WHAT YOU HAVE TO DO: Beginning with the first line of the data below, reproduce every line unchanged, ending with the line that holds "fn fmt(&self, f: &mut".

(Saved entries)

────────────────

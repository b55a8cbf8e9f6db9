//! Configuration Management
//!
//! Loads loopcheck configuration from TOML files.
//! Configuration includes:
//! - Port layout shared by host and device (init port, group port base)
//! - Host driver settings (device address, iterations, timeouts, tolerance)
//! - Emulated device settings (board name, routine timeouts, fault plan)
//! - Report output (directory, format)

use anyhow::{Context, Result};
use serde::{Deserialize, Serialize};
use std::net::{IpAddr, Ipv4Addr};
use std::path::PathBuf;
use std::time::Duration;

use crate::errors::LoopcheckError;
use crate::protocol::{DEFAULT_GROUP_PORT_BASE, DEFAULT_INIT_PORT};

/// Report output format
#[derive(Debug, Clone, Copy, PartialEq, Eq, Default, Serialize, Deserialize, clap::ValueEnum)]
#[serde(rename_all = "lowercase")]
pub enum ReportFormat {
    /// One human-readable line per catalog entry (default)
    #[default]
    Text,
    /// Machine-readable JSON document
    Json,
}

impl std::fmt::Display for ReportFormat {
    fn fmt(&self, f: &mut std::fmt::Formatter<'_>) -> std::fmt::Result {
        match self {
            ReportFormat::Text => write!(f, "text"),
            ReportFormat::Json => write!(f, "json"),
        }
    }
}

impl ReportFormat {
    pub fn extension(&self) -> &'static str {
        match self {
            ReportFormat::Text => "txt",
            ReportFormat::Json => "json",
        }
    }
}

#[derive(Debug, Clone, Default, Serialize, Deserialize)]
pub struct Config {
    #[serde(default)]
    pub ports: PortConfig,

    #[serde(default)]
    pub host: HostConfig,

    #[serde(default)]
    pub device: DeviceConfig,

    #[serde(default)]
    pub report: ReportConfig,
}

/// Port layout. Group `n` is served on `group_port_base + n`.
#[derive(Debug, Clone, Copy, PartialEq, Eq, Serialize, Deserialize)]
pub struct PortConfig {
    #[serde(default = "default_init_port")]
    pub init_port: u16,
    #[serde(default = "default_group_port_base")]
    pub group_port_base: u16,
}

impl Default for PortConfig {
    fn default() -> Self {
        Self {
            init_port: default_init_port(),
            group_port_base: default_group_port_base(),
        }
    }
}

impl PortConfig {
    /// Port assigned to a group, `None` when it would overflow.
    pub fn group_port(&self, group: usize) -> Option<u16> {
        u16::try_from(group)
            .ok()
            .and_then(|g| self.group_port_base.checked_add(g))
    }
}

#[derive(Debug, Clone, Serialize, Deserialize)]
pub struct HostConfig {
    #[serde(default = "default_device_addr")]
    pub device_addr: IpAddr,
    /// Repetitions of every sub-test, each with a fresh random payload
    #[serde(default = "default_iterations")]
    pub iterations: u32,
    /// Per-iteration reply deadline
    #[serde(default = "default_recv_timeout_ms")]
    pub recv_timeout_ms: u64,
    /// Deadline for every discovery/catalog answer; absent means block
    #[serde(default)]
    pub discovery_timeout_ms: Option<u64>,
    /// Accepted deviation of the first payload byte for tolerance entries
    #[serde(default = "default_tolerance")]
    pub tolerance: u8,
    /// Seed for reproducible payloads; absent means OS entropy
    #[serde(default)]
    pub seed: Option<u64>,
}

impl Default for HostConfig {
    fn default() -> Self {
        Self {
            device_addr: default_device_addr(),
            iterations: default_iterations(),
            recv_timeout_ms: default_recv_timeout_ms(),
            discovery_timeout_ms: None,
            tolerance: default_tolerance(),
            seed: None,
        }
    }
}

impl HostConfig {
    pub fn recv_timeout(&self) -> Duration {
        Duration::from_millis(self.recv_timeout_ms)
    }

    pub fn discovery_timeout(&self) -> Option<Duration> {
        self.discovery_timeout_ms.map(Duration::from_millis)
    }
}

#[derive(Debug, Clone, Serialize, Deserialize)]
pub struct DeviceConfig {
    #[serde(default = "default_bind_addr")]
    pub bind_addr: IpAddr,
    #[serde(default = "default_board_name")]
    pub board_name: String,
    /// Bounded wait for a peripheral completion signal
    #[serde(default = "default_routine_timeout_ms")]
    pub routine_timeout_ms: u64,
    /// Bounded wait for each abort to settle after a failed transfer
    #[serde(default = "default_abort_timeout_ms")]
    pub abort_timeout_ms: u64,
    /// Simulated transfer latency of the emulated peripherals
    #[serde(default = "default_link_latency_us")]
    pub link_latency_us: u64,
    #[serde(default)]
    pub faults: FaultPlan,
}

impl Default for DeviceConfig {
    fn default() -> Self {
        Self {
            bind_addr: default_bind_addr(),
            board_name: default_board_name(),
            routine_timeout_ms: default_routine_timeout_ms(),
            abort_timeout_ms: default_abort_timeout_ms(),
            link_latency_us: default_link_latency_us(),
            faults: FaultPlan::default(),
        }
    }
}

impl DeviceConfig {
    pub fn routine_timeout(&self) -> Duration {
        Duration::from_millis(self.routine_timeout_ms)
    }

    pub fn abort_timeout(&self) -> Duration {
        Duration::from_millis(self.abort_timeout_ms)
    }

    pub fn link_latency(&self) -> Duration {
        Duration::from_micros(self.link_latency_us)
    }
}

/// Deterministic fault injection for the emulated board.
///
/// Each field, when set to `n`, triggers its fault on every `n`-th transfer.
#[derive(Debug, Clone, Copy, PartialEq, Eq, Default, Serialize, Deserialize)]
pub struct FaultPlan {
    /// Flip one received byte
    #[serde(default)]
    pub corrupt_every: Option<u32>,
    /// Never signal completion
    #[serde(default)]
    pub stall_every: Option<u32>,
    /// Raise the error callback instead of completing
    #[serde(default)]
    pub irq_fault_every: Option<u32>,
    /// Fail to start the transfer
    #[serde(default)]
    pub start_error_every: Option<u32>,
    /// Drop every n-th reply datagram on the way back to the host
    #[serde(default)]
    pub drop_reply_every: Option<u32>,
}

impl FaultPlan {
    pub fn hits(every: Option<u32>, count: u32) -> bool {
        matches!(every, Some(n) if n > 0 && count % n == 0)
    }
}

#[derive(Debug, Clone, Serialize, Deserialize)]
pub struct ReportConfig {
    #[serde(default = "default_report_dir")]
    pub dir: PathBuf,
    #[serde(default)]
    pub format: ReportFormat,
}

impl Default for ReportConfig {
    fn default() -> Self {
        Self {
            dir: default_report_dir(),
            format: ReportFormat::default(),
        }
    }
}

fn default_init_port() -> u16 {
    DEFAULT_INIT_PORT
}
fn default_group_port_base() -> u16 {
    DEFAULT_GROUP_PORT_BASE
}
fn default_device_addr() -> IpAddr {
    IpAddr::V4(Ipv4Addr::new(192, 168, 8, 2))
}
fn default_iterations() -> u32 {
    60
}
fn default_recv_timeout_ms() -> u64 {
    1000
}
fn default_tolerance() -> u8 {
    200
}
fn default_bind_addr() -> IpAddr {
    IpAddr::V4(Ipv4Addr::UNSPECIFIED)
}
fn default_board_name() -> String {
    "nucleo-f746zg".to_string()
}
fn default_routine_timeout_ms() -> u64 {
    100
}
fn default_abort_timeout_ms() -> u64 {
    100
}
fn default_link_latency_us() -> u64 {
    200
}
fn default_report_dir() -> PathBuf {
    PathBuf::from(".")
}

impl Config {
    pub fn load(path: Option<&str>) -> Result<Self> {
        let mut config = match path {
            Some(p) => {
                let content = std::fs::read_to_string(p)
                    .with_context(|| format!("Failed to read config from {}", p))?;
                toml::from_str(&content).context("Failed to parse config")?
            }
            None => {
                let mut default_paths = vec![PathBuf::from("loopcheck.toml")];
                if let Some(home) = dirs::home_dir() {
                    default_paths.push(home.join(".config/loopcheck/config.toml"));
                }

                let mut loaded = None;
                for p in &default_paths {
                    if let Ok(content) = std::fs::read_to_string(p) {
                        loaded = Some(toml::from_str(&content).with_context(|| {
                            format!("Failed to parse config {}", p.display())
                        })?);
                        break;
                    }
                }
                loaded.unwrap_or_else(|| {
                    tracing::debug!("No config file found, using defaults");
                    Self::default()
                })
            }
        };

        config.apply_env_overrides(|key| std::env::var(key).ok());
        config.validate()?;
        Ok(config)
    }

    /// Override file values from `LOOPCHECK_*` variables. Values that do not
    /// parse are ignored.
    pub fn apply_env_overrides(&mut self, lookup: impl Fn(&str) -> Option<String>) {
        if let Some(addr) = lookup("LOOPCHECK_DEVICE_ADDR").and_then(|v| v.parse().ok()) {
            self.host.device_addr = addr;
        }
        if let Some(n) = lookup("LOOPCHECK_ITERATIONS").and_then(|v| v.parse().ok()) {
            self.host.iterations = n;
        }
        if let Some(ms) = lookup("LOOPCHECK_RECV_TIMEOUT_MS").and_then(|v| v.parse().ok()) {
            self.host.recv_timeout_ms = ms;
        }
        if let Some(dir) = lookup("LOOPCHECK_REPORT_DIR") {
            self.report.dir = PathBuf::from(dir);
        }
    }

    pub fn validate(&self) -> std::result::Result<(), LoopcheckError> {
        if self.host.iterations == 0 {
            return Err(LoopcheckError::Config(
                "host.iterations must be at least 1".to_string(),
            ));
        }
        if self.host.recv_timeout_ms == 0 {
            return Err(LoopcheckError::Config(
                "host.recv_timeout_ms must be positive".to_string(),
            ));
        }
        if self.device.routine_timeout_ms == 0 || self.device.abort_timeout_ms == 0 {
            return Err(LoopcheckError::Config(
                "device timeouts must be positive".to_string(),
            ));
        }
        if self.ports.group_port_base <= self.ports.init_port
            && self.ports.init_port - self.ports.group_port_base < 256
        {
            return Err(LoopcheckError::Config(format!(
                "init port {} falls inside the group port range starting at {}",
                self.ports.init_port, self.ports.group_port_base
            )));
        }
        Ok(())
    }
}
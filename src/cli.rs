//! loopcheck command line
//!
//! `run` drives a full test pass against a device, `catalog` only lists what
//! the device offers, `emulate` serves the software reference board.

use anyhow::{Context, Result};
use clap::{Parser, Subcommand};
use colored::*;
use std::net::IpAddr;
use std::path::PathBuf;

use crate::config::{Config, ReportFormat};
use crate::device::sim::reference_board;
use crate::device::DeviceServer;
use crate::host::{HostDriver, Session};
use crate::observability::telemetry::{init_tracing, init_tracing_verbose};
use crate::report::{AggregatedResult, Report};

#[derive(Parser)]
#[command(name = "loopcheck")]
#[command(about = "Hardware-in-the-loop peripheral loopback tests over UDP")]
#[command(version)]
struct Cli {
    #[command(subcommand)]
    command: Commands,

    /// Config file path
    #[arg(short, long, value_name = "FILE", global = true)]
    config: Option<String>,

    /// Debug logging to stderr
    #[arg(short = 'v', long, global = true)]
    verbose: bool,

    /// Disable colored output
    #[arg(long, global = true)]
    no_color: bool,
}

#[derive(Subcommand)]
enum Commands {
    /// Discover the device, run every sub-test and write the report
    #[command(alias = "r")]
    Run {
        /// Device address (overrides host.device_addr)
        #[arg(short, long, value_name = "ADDR")]
        device: Option<IpAddr>,

        /// Repetitions per sub-test
        #[arg(short = 'n', long)]
        iterations: Option<u32>,

        /// Report format
        #[arg(long, value_enum)]
        format: Option<ReportFormat>,

        /// Report directory
        #[arg(short, long, value_name = "DIR")]
        out: Option<PathBuf>,

        /// Seed for reproducible payloads
        #[arg(long)]
        seed: Option<u64>,
    },

    /// Print the device identity, catalog and group partition
    #[command(alias = "c")]
    Catalog {
        /// Device address (overrides host.device_addr)
        #[arg(short, long, value_name = "ADDR")]
        device: Option<IpAddr>,
    },

    /// Serve the emulated reference board until interrupted
    #[command(alias = "e")]
    Emulate {
        /// Local address to bind (overrides device.bind_addr)
        #[arg(long, value_name = "ADDR")]
        bind: Option<IpAddr>,
    },
}

pub async fn run() -> Result<()> {
    let cli = Cli::parse();

    if cli.verbose {
        init_tracing_verbose();
    } else {
        init_tracing();
    }
    if cli.no_color || std::env::var("NO_COLOR").is_ok() {
        colored::control::set_override(false);
    }

    let mut config = Config::load(cli.config.as_deref())?;

    match cli.command {
        Commands::Run {
            device,
            iterations,
            format,
            out,
            seed,
        } => {
            if let Some(addr) = device {
                config.host.device_addr = addr;
            }
            if let Some(n) = iterations {
                config.host.iterations = n;
            }
            if let Some(format) = format {
                config.report.format = format;
            }
            if let Some(dir) = out {
                config.report.dir = dir;
            }
            if seed.is_some() {
                config.host.seed = seed;
            }
            config.validate()?;
            run_tests(&config).await
        }
        Commands::Catalog { device } => {
            if let Some(addr) = device {
                config.host.device_addr = addr;
            }
            let driver = HostDriver::new(config.host.clone(), config.ports);
            let session = driver.connect().await?;
            print_catalog(&session, &config);
            Ok(())
        }
        Commands::Emulate { bind } => {
            if let Some(addr) = bind {
                config.device.bind_addr = addr;
            }
            emulate(&config).await
        }
    }
}

async fn run_tests(config: &Config) -> Result<()> {
    println!(
        "{} Discovering device at {}:{}",
        "→".bright_cyan(),
        config.host.device_addr,
        config.ports.init_port
    );
    let driver = HostDriver::new(config.host.clone(), config.ports);
    let session = driver.connect().await?;
    print_identity(&session);
    println!(
        "{} Running {} sub-tests in {} groups, {} iterations each",
        "→".bright_cyan(),
        session.catalog.len(),
        session.groups.len(),
        config.host.iterations
    );

    let runs = driver.run_all(&session).await?;
    let report = Report::new(&session, &runs);
    print_summary(&report);

    let path = report.write(&config.report.dir, config.report.format)?;
    println!("{} Report written to {}", "✓".bright_green(), path.display());
    Ok(())
}

async fn emulate(config: &Config) -> Result<()> {
    let board = reference_board(&config.device).context("Failed to build the reference board")?;
    let server = DeviceServer::bind(board, config.ports, &config.device).await?;
    println!(
        "{} Emulating {} on {} ({} groups from port {})",
        "→".bright_cyan(),
        config.device.board_name.bright_white(),
        server.init_addr(),
        server.group_addrs().len(),
        config.ports.group_port_base
    );

    tokio::select! {
        result = server.run() => result?,
        _ = shutdown_signal() => {
            println!("\n{} Emulator stopped", "■".bright_yellow());
        }
    }
    Ok(())
}

async fn shutdown_signal() {
    #[cfg(unix)]
    {
        use tokio::signal::unix::{signal, SignalKind};
        if let Ok(mut sigterm) = signal(SignalKind::terminate()) {
            tokio::select! {
                _ = tokio::signal::ctrl_c() => {},
                _ = sigterm.recv() => {},
            }
            return;
        }
    }
    let _ = tokio::signal::ctrl_c().await;
}

fn print_identity(session: &Session) {
    println!(
        "{} Board {} ({})",
        "✓".bright_green(),
        session.identity.board_name().bright_white(),
        session.identity.board_id
    );
}

fn print_catalog(session: &Session, config: &Config) {
    print_identity(session);
    for plan in &session.groups {
        let port = config
            .ports
            .group_port(plan.index)
            .map(|p| p.to_string())
            .unwrap_or_else(|| "-".to_string());
        println!(
            "\n{} {} ({}, port {})",
            "group".bold(),
            plan.index,
            plan.schedule,
            port
        );
        for (offset, entry) in plan.entries(&session.catalog).iter().enumerate() {
            println!(
                "  {:>2}  {:<32} {}",
                offset,
                entry.display_name(),
                entry.criterion.to_string().dimmed()
            );
        }
    }
}

fn print_summary(report: &Report) {
    println!();
    for entry in &report.entries {
        println!("{}", summary_line(entry));
    }
    let totals = report.totals();
    println!(
        "\n{} {}/{} iterations matched, {} mismatched, {} timed out, {} routine errors, {} interrupt errors",
        "Σ".bold(),
        totals.matched,
        totals.total(),
        totals.mismatched,
        totals.timeouts,
        totals.routine_errors,
        totals.interrupt_errors
    );
}

fn summary_line(entry: &AggregatedResult) -> String {
    let fraction = format!("{}/{}", entry.counts.matched, entry.iterations);
    let fraction = if entry.counts.failures() == 0 {
        fraction.bright_green()
    } else if entry.counts.matched == 0 {
        fraction.bright_red()
    } else {
        fraction.bright_yellow()
    };
    let latency = entry
        .mean_latency
        .map(|d| format!("{:.3}ms", d.as_secs_f64() * 1000.0))
        .unwrap_or_else(|| "n/a".to_string());
    format!(
        "  {:<34} {:>9}  {:>10}",
        entry.name,
        fraction,
        latency.dimmed()
    )
}
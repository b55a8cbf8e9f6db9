//! Board registry: identity, catalog and one bound routine per group.

use std::sync::Arc;

use super::routine::TestRoutine;
use crate::errors::{CatalogError, LoopcheckError};
use crate::host::catalog::partition_groups;
use crate::protocol::{BoardId, CatalogEntry, Criterion, IdentityRecord, ProtocolError, Schedule};

pub struct Board {
    identity: IdentityRecord,
    catalog: Vec<CatalogEntry>,
    routines: Vec<Arc<dyn TestRoutine>>,
}

impl Board {
    pub fn builder(board_id: BoardId, name: impl Into<String>) -> BoardBuilder {
        BoardBuilder::new(board_id, name)
    }

    pub fn identity(&self) -> &IdentityRecord {
        &self.identity
    }

    pub fn catalog(&self) -> &[CatalogEntry] {
        &self.catalog
    }

    pub fn routines(&self) -> &[Arc<dyn TestRoutine>] {
        &self.routines
    }

    pub fn group_count(&self) -> usize {
        self.routines.len()
    }

    pub(crate) fn into_parts(self) -> (IdentityRecord, Vec<CatalogEntry>, Vec<Arc<dyn TestRoutine>>) {
        (self.identity, self.catalog, self.routines)
    }
}

/// Builds a [`Board`] group by group. Each group's entries inherit its
/// schedule and its last entry is marked as the group end.
pub struct BoardBuilder {
    board_id: BoardId,
    name: String,
    catalog: Vec<CatalogEntry>,
    routines: Vec<Arc<dyn TestRoutine>>,
    error: Option<LoopcheckError>,
}

impl BoardBuilder {
    pub fn new(board_id: BoardId, name: impl Into<String>) -> Self {
        Self {
            board_id,
            name: name.into(),
            catalog: Vec::new(),
            routines: Vec::new(),
            error: None,
        }
    }

    pub fn group<'a>(
        mut self,
        routine: Arc<dyn TestRoutine>,
        schedule: Schedule,
        entries: impl IntoIterator<Item = (&'a str, Criterion)>,
    ) -> Self {
        if self.error.is_some() {
            return self;
        }
        match Self::group_entries(schedule, entries) {
            Ok(mut group) if !group.is_empty() => {
                self.catalog.append(&mut group);
                self.routines.push(routine);
            }
            Ok(_) => self.error = Some(CatalogError::Empty.into()),
            Err(e) => self.error = Some(e.into()),
        }
        self
    }

    fn group_entries<'a>(
        schedule: Schedule,
        entries: impl IntoIterator<Item = (&'a str, Criterion)>,
    ) -> Result<Vec<CatalogEntry>, ProtocolError> {
        let mut group = entries
            .into_iter()
            .map(|(name, criterion)| {
                // Only the group's last entry may carry the marker.
                let name = name.trim_start_matches(crate::protocol::BOUNDARY_MARKER);
                CatalogEntry::new(format!(" {}", name.trim_start()), criterion, schedule)
            })
            .collect::<Result<Vec<_>, _>>()?;
        if let Some(last) = group.last_mut() {
            *last = last.marked_as_group_end()?;
        }
        Ok(group)
    }

    pub fn build(self) -> Result<Board, LoopcheckError> {
        if let Some(e) = self.error {
            return Err(e);
        }
        let identity = IdentityRecord::new(self.board_id, self.name)?;
        if self.catalog.len() > usize::from(u16::MAX) {
            return Err(CatalogError::TooManyEntries {
                entries: self.catalog.len(),
            }
            .into());
        }
        let groups = partition_groups(&self.catalog)?;
        if groups.len() != self.routines.len() {
            return Err(CatalogError::RoutineCountMismatch {
                routines: self.routines.len(),
                groups: groups.len(),
            }
            .into());
        }
        Ok(Board {
            identity,
            catalog: self.catalog,
            routines: self.routines,
        })
    }
}
use std::process::ExitCode;

#[tokio::main]
async fn main() -> ExitCode {
    match loopcheck::cli::run().await {
        Ok(()) => ExitCode::SUCCESS,
        Err(e) => {
            eprintln!("Error: {:?}", e);
            ExitCode::from(loopcheck::errors::get_exit_code(&e))
        }
    }
}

────────────────

WRITTEN RESPONSE:
repository b55a8cbf8e9f6db9
//! Configuration Management
//!
//! Loads loopcheck configuration from TOML files.
//! Configuration includes:
//! - Port layout shared by host and device (init port, group port base)
//! - Host driver settings (device address, iterations, timeouts, tolerance)
//! - Emulated device settings (board name, routine timeouts, fault plan)
//! - Report output (directory, format)

use anyhow::{Context, Result};
use serde::{Deserialize, Serialize};
use std::net::{IpAddr, Ipv4Addr};
use std::path::PathBuf;
use std::time::Duration;

use crate::errors::LoopcheckError;
use crate::protocol::{DEFAULT_GROUP_PORT_BASE, DEFAULT_INIT_PORT};

/// Report output format
#[derive(Debug, Clone, Copy, PartialEq, Eq, Default, Serialize, Deserialize, clap::ValueEnum)]
#[serde(rename_all = "lowercase")]
pub enum ReportFormat {
    /// One human-readable line per catalog entry (default)
    #[default]
    Text,
    /// Machine-readable JSON document
    Json,
}

impl std::fmt::Display for ReportFormat {
    fn fmt(&self, f: &mut std::fmt::Formatter<'_>) -> std::fmt::Result {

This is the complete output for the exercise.